● **WHAT YOU SHOULD DO**
Exact copies of the records below are required.

● **DATA FOR REVIEW**
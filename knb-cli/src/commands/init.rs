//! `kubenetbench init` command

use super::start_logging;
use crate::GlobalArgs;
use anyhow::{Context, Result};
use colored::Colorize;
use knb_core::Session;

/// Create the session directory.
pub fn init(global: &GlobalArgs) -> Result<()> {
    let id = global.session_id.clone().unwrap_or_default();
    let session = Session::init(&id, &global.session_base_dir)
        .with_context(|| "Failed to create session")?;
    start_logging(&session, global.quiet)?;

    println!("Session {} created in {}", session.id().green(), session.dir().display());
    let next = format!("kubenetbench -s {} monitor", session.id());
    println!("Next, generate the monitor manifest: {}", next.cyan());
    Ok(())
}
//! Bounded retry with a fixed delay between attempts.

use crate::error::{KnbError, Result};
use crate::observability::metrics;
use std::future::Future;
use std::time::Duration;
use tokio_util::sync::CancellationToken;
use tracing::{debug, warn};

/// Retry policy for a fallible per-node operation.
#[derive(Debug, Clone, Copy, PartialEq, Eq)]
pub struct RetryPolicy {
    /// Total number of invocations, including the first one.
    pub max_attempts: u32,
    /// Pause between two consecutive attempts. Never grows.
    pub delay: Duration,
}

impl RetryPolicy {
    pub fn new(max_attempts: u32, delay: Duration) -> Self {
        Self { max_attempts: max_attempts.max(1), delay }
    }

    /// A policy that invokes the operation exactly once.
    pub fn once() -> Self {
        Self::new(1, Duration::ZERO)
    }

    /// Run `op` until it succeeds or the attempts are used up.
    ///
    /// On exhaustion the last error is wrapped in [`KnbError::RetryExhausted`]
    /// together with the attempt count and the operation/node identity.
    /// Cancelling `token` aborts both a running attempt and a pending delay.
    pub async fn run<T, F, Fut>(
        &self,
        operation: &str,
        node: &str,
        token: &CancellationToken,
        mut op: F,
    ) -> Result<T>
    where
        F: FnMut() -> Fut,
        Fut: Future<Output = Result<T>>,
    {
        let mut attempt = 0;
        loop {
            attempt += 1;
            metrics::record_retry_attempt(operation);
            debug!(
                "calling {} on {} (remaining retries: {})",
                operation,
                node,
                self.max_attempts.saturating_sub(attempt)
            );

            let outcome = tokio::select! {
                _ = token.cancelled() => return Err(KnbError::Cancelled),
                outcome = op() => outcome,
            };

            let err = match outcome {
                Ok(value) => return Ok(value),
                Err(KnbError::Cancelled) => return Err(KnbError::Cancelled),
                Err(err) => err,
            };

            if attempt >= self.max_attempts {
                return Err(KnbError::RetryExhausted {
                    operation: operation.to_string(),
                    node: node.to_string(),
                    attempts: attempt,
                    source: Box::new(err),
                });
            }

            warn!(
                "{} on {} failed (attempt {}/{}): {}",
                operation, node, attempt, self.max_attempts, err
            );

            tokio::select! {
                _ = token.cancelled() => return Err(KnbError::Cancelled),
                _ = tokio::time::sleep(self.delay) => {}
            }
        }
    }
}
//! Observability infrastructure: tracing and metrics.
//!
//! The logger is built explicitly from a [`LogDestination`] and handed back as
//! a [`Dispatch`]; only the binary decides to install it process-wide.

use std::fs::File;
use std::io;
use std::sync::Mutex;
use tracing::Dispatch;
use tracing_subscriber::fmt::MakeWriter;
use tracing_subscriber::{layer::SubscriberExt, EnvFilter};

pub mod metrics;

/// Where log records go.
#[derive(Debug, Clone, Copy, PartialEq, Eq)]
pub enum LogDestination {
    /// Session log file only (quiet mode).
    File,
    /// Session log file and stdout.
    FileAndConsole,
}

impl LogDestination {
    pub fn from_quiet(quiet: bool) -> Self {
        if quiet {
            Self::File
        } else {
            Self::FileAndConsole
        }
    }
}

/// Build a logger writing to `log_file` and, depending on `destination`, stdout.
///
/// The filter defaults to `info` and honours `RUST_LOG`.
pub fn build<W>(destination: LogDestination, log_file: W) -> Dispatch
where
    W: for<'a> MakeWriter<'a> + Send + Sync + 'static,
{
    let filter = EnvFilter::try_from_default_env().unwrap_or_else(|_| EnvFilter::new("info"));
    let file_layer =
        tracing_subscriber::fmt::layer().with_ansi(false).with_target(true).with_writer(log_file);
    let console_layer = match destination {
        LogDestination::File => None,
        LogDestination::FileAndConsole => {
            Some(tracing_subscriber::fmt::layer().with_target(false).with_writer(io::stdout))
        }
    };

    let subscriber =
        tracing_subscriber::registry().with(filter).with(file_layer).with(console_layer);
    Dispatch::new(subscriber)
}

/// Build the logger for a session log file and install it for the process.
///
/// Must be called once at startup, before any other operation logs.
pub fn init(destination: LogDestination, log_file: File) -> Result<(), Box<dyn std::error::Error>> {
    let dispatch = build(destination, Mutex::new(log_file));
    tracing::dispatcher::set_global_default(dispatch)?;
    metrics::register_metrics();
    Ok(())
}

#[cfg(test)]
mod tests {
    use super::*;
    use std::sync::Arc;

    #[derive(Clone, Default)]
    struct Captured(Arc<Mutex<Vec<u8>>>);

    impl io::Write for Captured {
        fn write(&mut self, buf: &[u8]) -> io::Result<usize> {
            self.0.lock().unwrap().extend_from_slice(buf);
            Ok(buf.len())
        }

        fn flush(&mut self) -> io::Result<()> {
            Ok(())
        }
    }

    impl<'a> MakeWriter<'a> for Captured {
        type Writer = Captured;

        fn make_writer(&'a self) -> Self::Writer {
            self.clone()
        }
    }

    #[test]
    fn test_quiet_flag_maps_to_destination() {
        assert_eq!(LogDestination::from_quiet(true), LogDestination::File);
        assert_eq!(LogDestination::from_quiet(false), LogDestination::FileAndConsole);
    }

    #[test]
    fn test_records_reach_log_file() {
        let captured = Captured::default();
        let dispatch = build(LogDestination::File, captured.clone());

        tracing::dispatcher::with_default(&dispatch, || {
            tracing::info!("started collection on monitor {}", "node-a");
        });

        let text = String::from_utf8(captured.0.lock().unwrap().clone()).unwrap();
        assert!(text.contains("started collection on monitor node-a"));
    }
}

● **EXPECTED ANSWER**
filename knb-cli/src/commands/init.rs
//! `kubenetbench init` command

use super::start_logging;
use crate::GlobalArgs;
use anyhow::{Context, Result};
use colored::Colorize;
use knb_core::Session;

/// Create the session directory.
pub fn init(global: &GlobalArgs) -> Result<()> {
    let id = global.session_id.clone().unwrap_or_default();
    let session = Session::init(&id, &global.session_base_dir)
        .with_context(|| "Failed to create session")?;
    start_logging(&session, global.quiet)?;

    println!("Session {} created in {}", session.id().green(), session.dir().display());
    let next = format!("kubenetbench -s {} monitor", session.id());
    println!("Next, generate the monitor manifest: {}", next.cyan());
    Ok(())
}
//! Bounded retry with a fixed delay between attempts.

use crate::error::{KnbError, Result};
use crate::observability::metrics;
use std::future::Future;
use std::time::Duration;
use tokio_util::sync::CancellationToken;
use tracing::{debug, warn};

/// Retry policy for a fallible per-node operation.
#[derive(Debug, Clone, Copy, PartialEq, Eq)]
pub struct RetryPolicy {
    /// Total number of invocations, including the first one.
    pub max_attempts: u32,
    /// Pause between two consecutive attempts. Never grows.
    pub delay: Duration,
}

impl RetryPolicy {
    pub fn new(max_attempts: u32, delay: Duration) -> Self {
        Self { max_attempts: max_attempts.max(1), delay }
    }

    /// A policy that invokes the operation exactly once.
    pub fn once() -> Self {
        Self::new(1, Duration::ZERO)
    }

    /// Run `op` until it succeeds or the attempts are used up.
    ///
    /// On exhaustion the last error is wrapped in [`KnbError::RetryExhausted`]
    /// together with the attempt count and the operation/node identity.
    /// Cancelling `token` aborts both a running attempt and a pending delay.
    pub async fn run<T, F, Fut>(
        &self,
        operation: &str,
        node: &str,
        token: &CancellationToken,
        mut op: F,
    ) -> Result<T>
    where
        F: FnMut() -> Fut,
        Fut: Future<Output = Result<T>>,
    {
        let mut attempt = 0;
        loop {
            attempt += 1;
            metrics::record_retry_attempt(operation);
            debug!(
                "calling {} on {} (remaining retries: {})",
                operation,
                node,
                self.max_attempts.saturating_sub(attempt)
            );

            let outcome = tokio::select! {
                _ = token.cancelled() => return Err(KnbError::Cancelled),
                outcome = op() => outcome,
            };

            let err = match outcome {
                Ok(value) => return Ok(value),
                Err(KnbError::Cancelled) => return Err(KnbError::Cancelled),
                Err(err) => err,
            };

            if attempt >= self.max_attempts {
                return Err(KnbError::RetryExhausted {
                    operation: operation.to_string(),
                    node: node.to_string(),
                    attempts: attempt,
                    source: Box::new(err),
                });
            }

            warn!(
                "{} on {} failed (attempt {}/{}): {}",
                operation, node, attempt, self.max_attempts, err
            );

            tokio::select! {
                _ = token.cancelled() => return Err(KnbError::Cancelled),
                _ = tokio::time::sleep(self.delay) => {}
            }
        }
    }
}
//! Observability infrastructure: tracing and metrics.
//!
//! The logger is built explicitly from a [`LogDestination`] and handed back as
//! a [`Dispatch`]; only the binary decides to install it process-wide.

use std::fs::File;
use std::io;
use std::sync::Mutex;
use tracing::Dispatch;
use tracing_subscriber::fmt::MakeWriter;
use tracing_subscriber::{layer::SubscriberExt, EnvFilter};

pub mod metrics;

/// Where log records go.
#[derive(Debug, Clone, Copy, PartialEq, Eq)]
pub enum LogDestination {
    /// Session log file only (quiet mode).
    File,
    /// Session log file and stdout.
    FileAndConsole,
}

impl LogDestination {
    pub fn from_quiet(quiet: bool) -> Self {
        if quiet {
            Self::File
        } else {
            Self::FileAndConsole
        }
    }
}

/// Build a logger writing to `log_file` and, depending on `destination`, stdout.
///
/// The filter defaults to `info` and honours `RUST_LOG`.
pub fn build<W>(destination: LogDestination, log_file: W) -> Dispatch
where
    W: for<'a> MakeWriter<'a> + Send + Sync + 'static,
{
    let filter = EnvFilter::try_from_default_env().unwrap_or_else(|_| EnvFilter::new("info"));
    let file_layer =
        tracing_subscriber::fmt::layer().with_ansi(false).with_target(true).with_writer(log_file);
    let console_layer = match destination {
        LogDestination::File => None,
        LogDestination::FileAndConsole => {
            Some(tracing_subscriber::fmt::layer().with_target(false).with_writer(io::stdout))
        }
    };

    let subscriber =
        tracing_subscriber::registry().with(filter).with(file_layer).with(console_layer);
    Dispatch::new(subscriber)
}

/// Build the logger for a session log file and install it for the process.
///
/// Must be called once at startup, before any other operation logs.
pub fn init(destination: LogDestination, log_file: File) -> Result<(), Box<dyn std::error::Error>> {
    let dispatch = build(destination, Mutex::new(log_file));
    tracing::dispatcher::set_global_default(dispatch)?;
    metrics::register_metrics();
    Ok(())
}

#[cfg(test)]
mod tests {
    use super::*;
    use std::sync::Arc;

    #[derive(Clone, Default)]
    struct Captured(Arc<Mutex<Vec<u8>>>);

    impl io::Write for Captured {
        fn write(&mut self, buf: &[u8]) -> io::Result<usize> {
            self.0.lock().unwrap().extend_from_slice(buf);
            Ok(buf.len())
        }

        fn flush(&mut self) -> io::Result<()> {
            Ok(())
        }
    }

    impl<'a> MakeWriter<'a> for Captured {
        type Writer = Captured;

        fn make_writer(&'a self) -> Self::Writer {
            self.clone()
        }
    }

    #[test]
    fn test_quiet_flag_maps_to_destination() {
        assert_eq!(LogDestination::from_quiet(true), LogDestination::File);
        assert_eq!(LogDestination::from_quiet(false), LogDestination::FileAndConsole);
    }

    #[test]
    fn test_records_reach_log_file() {
        let captured = Captured::default();
        let dispatch = build(LogDestination::File, captured.clone());

        tracing::dispatcher::with_default(&dispatch, || {
            tracing::info!("started collection on monitor {}", "node-a");
        });

        let text = String::from_utf8(captured.0.lock().unwrap().clone()).unwrap();
        assert!(text.contains("started collection on monitor node-a"));
    }
}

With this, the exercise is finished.